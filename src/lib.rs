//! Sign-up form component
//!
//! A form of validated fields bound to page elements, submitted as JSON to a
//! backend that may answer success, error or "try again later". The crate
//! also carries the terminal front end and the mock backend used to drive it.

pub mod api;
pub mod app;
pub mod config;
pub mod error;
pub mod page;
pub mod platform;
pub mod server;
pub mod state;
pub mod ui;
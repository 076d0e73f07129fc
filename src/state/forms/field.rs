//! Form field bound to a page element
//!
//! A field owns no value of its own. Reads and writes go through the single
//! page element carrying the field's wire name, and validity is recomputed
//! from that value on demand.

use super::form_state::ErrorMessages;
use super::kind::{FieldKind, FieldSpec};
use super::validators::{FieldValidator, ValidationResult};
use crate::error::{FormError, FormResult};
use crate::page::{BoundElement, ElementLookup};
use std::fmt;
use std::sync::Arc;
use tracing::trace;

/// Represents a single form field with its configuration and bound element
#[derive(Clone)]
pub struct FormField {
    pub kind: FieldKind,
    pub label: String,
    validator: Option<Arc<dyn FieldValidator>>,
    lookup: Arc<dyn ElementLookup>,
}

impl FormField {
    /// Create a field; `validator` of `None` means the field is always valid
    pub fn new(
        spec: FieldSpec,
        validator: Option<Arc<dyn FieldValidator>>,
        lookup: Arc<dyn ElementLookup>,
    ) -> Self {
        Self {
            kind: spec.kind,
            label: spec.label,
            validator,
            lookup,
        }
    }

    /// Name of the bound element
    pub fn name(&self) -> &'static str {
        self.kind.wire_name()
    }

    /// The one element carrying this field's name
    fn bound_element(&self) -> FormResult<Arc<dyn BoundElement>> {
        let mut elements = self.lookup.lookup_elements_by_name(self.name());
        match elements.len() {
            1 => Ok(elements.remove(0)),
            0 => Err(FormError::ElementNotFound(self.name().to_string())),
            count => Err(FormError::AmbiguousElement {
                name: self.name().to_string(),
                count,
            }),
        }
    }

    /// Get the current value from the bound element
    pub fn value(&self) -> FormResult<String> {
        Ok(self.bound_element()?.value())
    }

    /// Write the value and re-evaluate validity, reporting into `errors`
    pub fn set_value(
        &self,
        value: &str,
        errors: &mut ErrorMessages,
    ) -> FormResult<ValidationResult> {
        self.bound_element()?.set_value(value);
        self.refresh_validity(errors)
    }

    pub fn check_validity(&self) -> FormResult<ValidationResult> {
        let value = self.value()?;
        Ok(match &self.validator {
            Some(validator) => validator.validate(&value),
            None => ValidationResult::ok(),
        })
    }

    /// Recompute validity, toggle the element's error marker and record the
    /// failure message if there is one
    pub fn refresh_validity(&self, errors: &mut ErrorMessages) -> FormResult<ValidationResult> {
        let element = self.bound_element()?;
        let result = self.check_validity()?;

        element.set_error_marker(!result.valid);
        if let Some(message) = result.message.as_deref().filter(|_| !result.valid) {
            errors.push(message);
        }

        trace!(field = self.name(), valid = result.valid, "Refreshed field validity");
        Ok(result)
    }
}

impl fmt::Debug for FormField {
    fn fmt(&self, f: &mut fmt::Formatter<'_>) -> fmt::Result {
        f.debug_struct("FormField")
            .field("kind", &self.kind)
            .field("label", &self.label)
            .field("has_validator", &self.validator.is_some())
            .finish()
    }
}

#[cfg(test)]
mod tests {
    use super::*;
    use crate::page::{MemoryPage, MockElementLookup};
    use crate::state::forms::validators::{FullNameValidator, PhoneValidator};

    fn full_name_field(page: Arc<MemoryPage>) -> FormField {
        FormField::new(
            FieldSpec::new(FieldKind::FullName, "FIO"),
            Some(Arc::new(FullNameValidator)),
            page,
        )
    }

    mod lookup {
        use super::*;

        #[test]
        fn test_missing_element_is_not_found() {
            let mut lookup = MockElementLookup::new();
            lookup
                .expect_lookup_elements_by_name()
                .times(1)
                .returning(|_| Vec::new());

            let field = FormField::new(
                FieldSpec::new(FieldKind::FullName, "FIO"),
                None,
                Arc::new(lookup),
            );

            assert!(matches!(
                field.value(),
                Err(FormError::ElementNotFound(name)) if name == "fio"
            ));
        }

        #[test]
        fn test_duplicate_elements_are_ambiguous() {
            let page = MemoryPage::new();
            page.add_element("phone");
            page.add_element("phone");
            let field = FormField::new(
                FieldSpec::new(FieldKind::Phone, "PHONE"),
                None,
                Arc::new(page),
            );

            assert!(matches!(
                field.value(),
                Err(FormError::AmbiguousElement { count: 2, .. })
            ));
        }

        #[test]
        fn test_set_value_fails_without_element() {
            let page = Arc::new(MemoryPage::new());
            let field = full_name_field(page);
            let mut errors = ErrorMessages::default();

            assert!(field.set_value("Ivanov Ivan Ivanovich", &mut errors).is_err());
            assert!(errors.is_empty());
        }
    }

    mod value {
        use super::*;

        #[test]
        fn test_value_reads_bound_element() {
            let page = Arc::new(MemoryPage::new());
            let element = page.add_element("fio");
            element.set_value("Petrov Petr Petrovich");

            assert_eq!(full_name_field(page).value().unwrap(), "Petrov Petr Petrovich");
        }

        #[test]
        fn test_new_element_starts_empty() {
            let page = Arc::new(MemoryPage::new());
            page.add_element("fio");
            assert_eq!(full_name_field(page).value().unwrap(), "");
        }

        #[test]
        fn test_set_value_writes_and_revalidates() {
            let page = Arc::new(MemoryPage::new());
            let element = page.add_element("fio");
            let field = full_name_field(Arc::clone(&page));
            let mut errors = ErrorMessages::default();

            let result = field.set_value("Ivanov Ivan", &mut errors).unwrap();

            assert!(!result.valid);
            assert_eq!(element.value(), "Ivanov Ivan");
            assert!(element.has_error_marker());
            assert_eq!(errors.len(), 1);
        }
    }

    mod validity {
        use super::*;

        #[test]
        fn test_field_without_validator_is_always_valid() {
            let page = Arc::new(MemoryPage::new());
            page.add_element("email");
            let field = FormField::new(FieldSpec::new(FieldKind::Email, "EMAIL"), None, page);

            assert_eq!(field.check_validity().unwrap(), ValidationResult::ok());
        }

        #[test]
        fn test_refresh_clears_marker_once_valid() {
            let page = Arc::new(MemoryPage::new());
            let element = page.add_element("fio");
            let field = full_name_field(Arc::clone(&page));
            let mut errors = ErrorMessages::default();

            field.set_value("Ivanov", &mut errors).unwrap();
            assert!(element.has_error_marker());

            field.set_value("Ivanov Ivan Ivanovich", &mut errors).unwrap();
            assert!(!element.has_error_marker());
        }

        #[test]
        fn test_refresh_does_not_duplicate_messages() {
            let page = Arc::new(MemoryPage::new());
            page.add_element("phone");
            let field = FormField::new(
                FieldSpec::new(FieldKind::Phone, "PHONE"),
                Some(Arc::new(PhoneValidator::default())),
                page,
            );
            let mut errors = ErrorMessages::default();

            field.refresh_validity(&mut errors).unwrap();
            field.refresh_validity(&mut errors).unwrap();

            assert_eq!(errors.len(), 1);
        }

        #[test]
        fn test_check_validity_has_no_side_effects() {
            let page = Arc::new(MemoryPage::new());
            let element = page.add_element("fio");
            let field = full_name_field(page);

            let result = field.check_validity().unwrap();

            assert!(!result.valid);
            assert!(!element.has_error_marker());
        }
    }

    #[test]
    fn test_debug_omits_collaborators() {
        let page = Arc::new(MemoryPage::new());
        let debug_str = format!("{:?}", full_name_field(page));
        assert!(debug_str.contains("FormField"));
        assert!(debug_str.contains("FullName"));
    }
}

★ ★ ★

> WORK REQUEST
Print the material once more, exactly.

> REPLY
filename src/lib.rs
//! Sign-up form component
//!
//! A form of validated fields bound to page elements, submitted as JSON to a
//! backend that may answer success, error or "try again later". The crate
//! also carries the terminal front end and the mock backend used to drive it.

pub mod api;
pub mod app;
pub mod config;
pub mod error;
pub mod page;
pub mod platform;
pub mod server;
pub mod state;
pub mod ui;
repository 076d0e73f07129fc
filename src/state/forms/field.rs
//! Form field bound to a page element
//!
//! A field owns no value of its own. Reads and writes go through the single
//! page element carrying the field's wire name, and validity is recomputed
//! from that value on demand.

use super::form_state::ErrorMessages;
use super::kind::{FieldKind, FieldSpec};
use super::validators::{FieldValidator, ValidationResult};
use crate::error::{FormError, FormResult};
use crate::page::{BoundElement, ElementLookup};
use std::fmt;
use std::sync::Arc;
use tracing::trace;

/// Represents a single form field with its configuration and bound element
#[derive(Clone)]
pub struct FormField {
    pub kind: FieldKind,
    pub label: String,
    validator: Option<Arc<dyn FieldValidator>>,
    lookup: Arc<dyn ElementLookup>,
}

impl FormField {
    /// Create a field; `validator` of `None` means the field is always valid
    pub fn new(
        spec: FieldSpec,
        validator: Option<Arc<dyn FieldValidator>>,
        lookup: Arc<dyn ElementLookup>,
    ) -> Self {
        Self {
            kind: spec.kind,
            label: spec.label,
            validator,
            lookup,
        }
    }

    /// Name of the bound element
    pub fn name(&self) -> &'static str {
        self.kind.wire_name()
    }

    /// The one element carrying this field's name
    fn bound_element(&self) -> FormResult<Arc<dyn BoundElement>> {
        let mut elements = self.lookup.lookup_elements_by_name(self.name());
        match elements.len() {
            1 => Ok(elements.remove(0)),
            0 => Err(FormError::ElementNotFound(self.name().to_string())),
            count => Err(FormError::AmbiguousElement {
                name: self.name().to_string(),
                count,
            }),
        }
    }

    /// Get the current value from the bound element
    pub fn value(&self) -> FormResult<String> {
        Ok(self.bound_element()?.value())
    }

    /// Write the value and re-evaluate validity, reporting into `errors`
    pub fn set_value(
        &self,
        value: &str,
        errors: &mut ErrorMessages,
    ) -> FormResult<ValidationResult> {
        self.bound_element()?.set_value(value);
        self.refresh_validity(errors)
    }

    pub fn check_validity(&self) -> FormResult<ValidationResult> {
        let value = self.value()?;
        Ok(match &self.validator {
            Some(validator) => validator.validate(&value),
            None => ValidationResult::ok(),
        })
    }

    /// Recompute validity, toggle the element's error marker and record the
    /// failure message if there is one
    pub fn refresh_validity(&self, errors: &mut ErrorMessages) -> FormResult<ValidationResult> {
        let element = self.bound_element()?;
        let result = self.check_validity()?;

        element.set_error_marker(!result.valid);
        if let Some(message) = result.message.as_deref().filter(|_| !result.valid) {
            errors.push(message);
        }

        trace!(field = self.name(), valid = result.valid, "Refreshed field validity");
        Ok(result)
    }
}

impl fmt::Debug for FormField {
    fn fmt(&self, f: &mut fmt::Formatter<'_>) -> fmt::Result {
        f.debug_struct("FormField")
            .field("kind", &self.kind)
            .field("label", &self.label)
            .field("has_validator", &self.validator.is_some())
            .finish()
    }
}

#[cfg(test)]
mod tests {
    use super::*;
    use crate::page::{MemoryPage, MockElementLookup};
    use crate::state::forms::validators::{FullNameValidator, PhoneValidator};

    fn full_name_field(page: Arc<MemoryPage>) -> FormField {
        FormField::new(
            FieldSpec::new(FieldKind::FullName, "FIO"),
            Some(Arc::new(FullNameValidator)),
            page,
        )
    }

    mod lookup {
        use super::*;

        #[test]
        fn test_missing_element_is_not_found() {
            let mut lookup = MockElementLookup::new();
            lookup
                .expect_lookup_elements_by_name()
                .times(1)
                .returning(|_| Vec::new());

            let field = FormField::new(
                FieldSpec::new(FieldKind::FullName, "FIO"),
                None,
                Arc::new(lookup),
            );

            assert!(matches!(
                field.value(),
                Err(FormError::ElementNotFound(name)) if name == "fio"
            ));
        }

        #[test]
        fn test_duplicate_elements_are_ambiguous() {
            let page = MemoryPage::new();
            page.add_element("phone");
            page.add_element("phone");
            let field = FormField::new(
                FieldSpec::new(FieldKind::Phone, "PHONE"),
                None,
                Arc::new(page),
            );

            assert!(matches!(
                field.value(),
                Err(FormError::AmbiguousElement { count: 2, .. })
            ));
        }

        #[test]
        fn test_set_value_fails_without_element() {
            let page = Arc::new(MemoryPage::new());
            let field = full_name_field(page);
            let mut errors = ErrorMessages::default();

            assert!(field.set_value("Ivanov Ivan Ivanovich", &mut errors).is_err());
            assert!(errors.is_empty());
        }
    }

    mod value {
        use super::*;

        #[test]
        fn test_value_reads_bound_element() {
            let page = Arc::new(MemoryPage::new());
            let element = page.add_element("fio");
            element.set_value("Petrov Petr Petrovich");

            assert_eq!(full_name_field(page).value().unwrap(), "Petrov Petr Petrovich");
        }

        #[test]
        fn test_new_element_starts_empty() {
            let page = Arc::new(MemoryPage::new());
            page.add_element("fio");
            assert_eq!(full_name_field(page).value().unwrap(), "");
        }

        #[test]
        fn test_set_value_writes_and_revalidates() {
            let page = Arc::new(MemoryPage::new());
            let element = page.add_element("fio");
            let field = full_name_field(Arc::clone(&page));
            let mut errors = ErrorMessages::default();

            let result = field.set_value("Ivanov Ivan", &mut errors).unwrap();

            assert!(!result.valid);
            assert_eq!(element.value(), "Ivanov Ivan");
            assert!(element.has_error_marker());
            assert_eq!(errors.len(), 1);
        }
    }

    mod validity {
        use super::*;

        #[test]
        fn test_field_without_validator_is_always_valid() {
            let page = Arc::new(MemoryPage::new());
            page.add_element("email");
            let field = FormField::new(FieldSpec::new(FieldKind::Email, "EMAIL"), None, page);

            assert_eq!(field.check_validity().unwrap(), ValidationResult::ok());
        }

        #[test]
        fn test_refresh_clears_marker_once_valid() {
            let page = Arc::new(MemoryPage::new());
            let element = page.add_element("fio");
            let field = full_name_field(Arc::clone(&page));
            let mut errors = ErrorMessages::default();

            field.set_value("Ivanov", &mut errors).unwrap();
            assert!(element.has_error_marker());

            field.set_value("Ivanov Ivan Ivanovich", &mut errors).unwrap();
            assert!(!element.has_error_marker());
        }

        #[test]
        fn test_refresh_does_not_duplicate_messages() {
            let page = Arc::new(MemoryPage::new());
            page.add_element("phone");
            let field = FormField::new(
                FieldSpec::new(FieldKind::Phone, "PHONE"),
                Some(Arc::new(PhoneValidator::default())),
                page,
            );
            let mut errors = ErrorMessages::default();

            field.refresh_validity(&mut errors).unwrap();
            field.refresh_validity(&mut errors).unwrap();

            assert_eq!(errors.len(), 1);
        }

        #[test]
        fn test_check_validity_has_no_side_effects() {
            let page = Arc::new(MemoryPage::new());
            let element = page.add_element("fio");
            let field = full_name_field(page);

            let result = field.check_validity().unwrap();

            assert!(!result.valid);
            assert!(!element.has_error_marker());
        }
    }

    #[test]
    fn test_debug_omits_collaborators() {
        let page = Arc::new(MemoryPage::new());
        let debug_str = format!("{:?}", full_name_field(page));
        assert!(debug_str.contains("FormField"));
        assert!(debug_str.contains("FullName"));
    }
}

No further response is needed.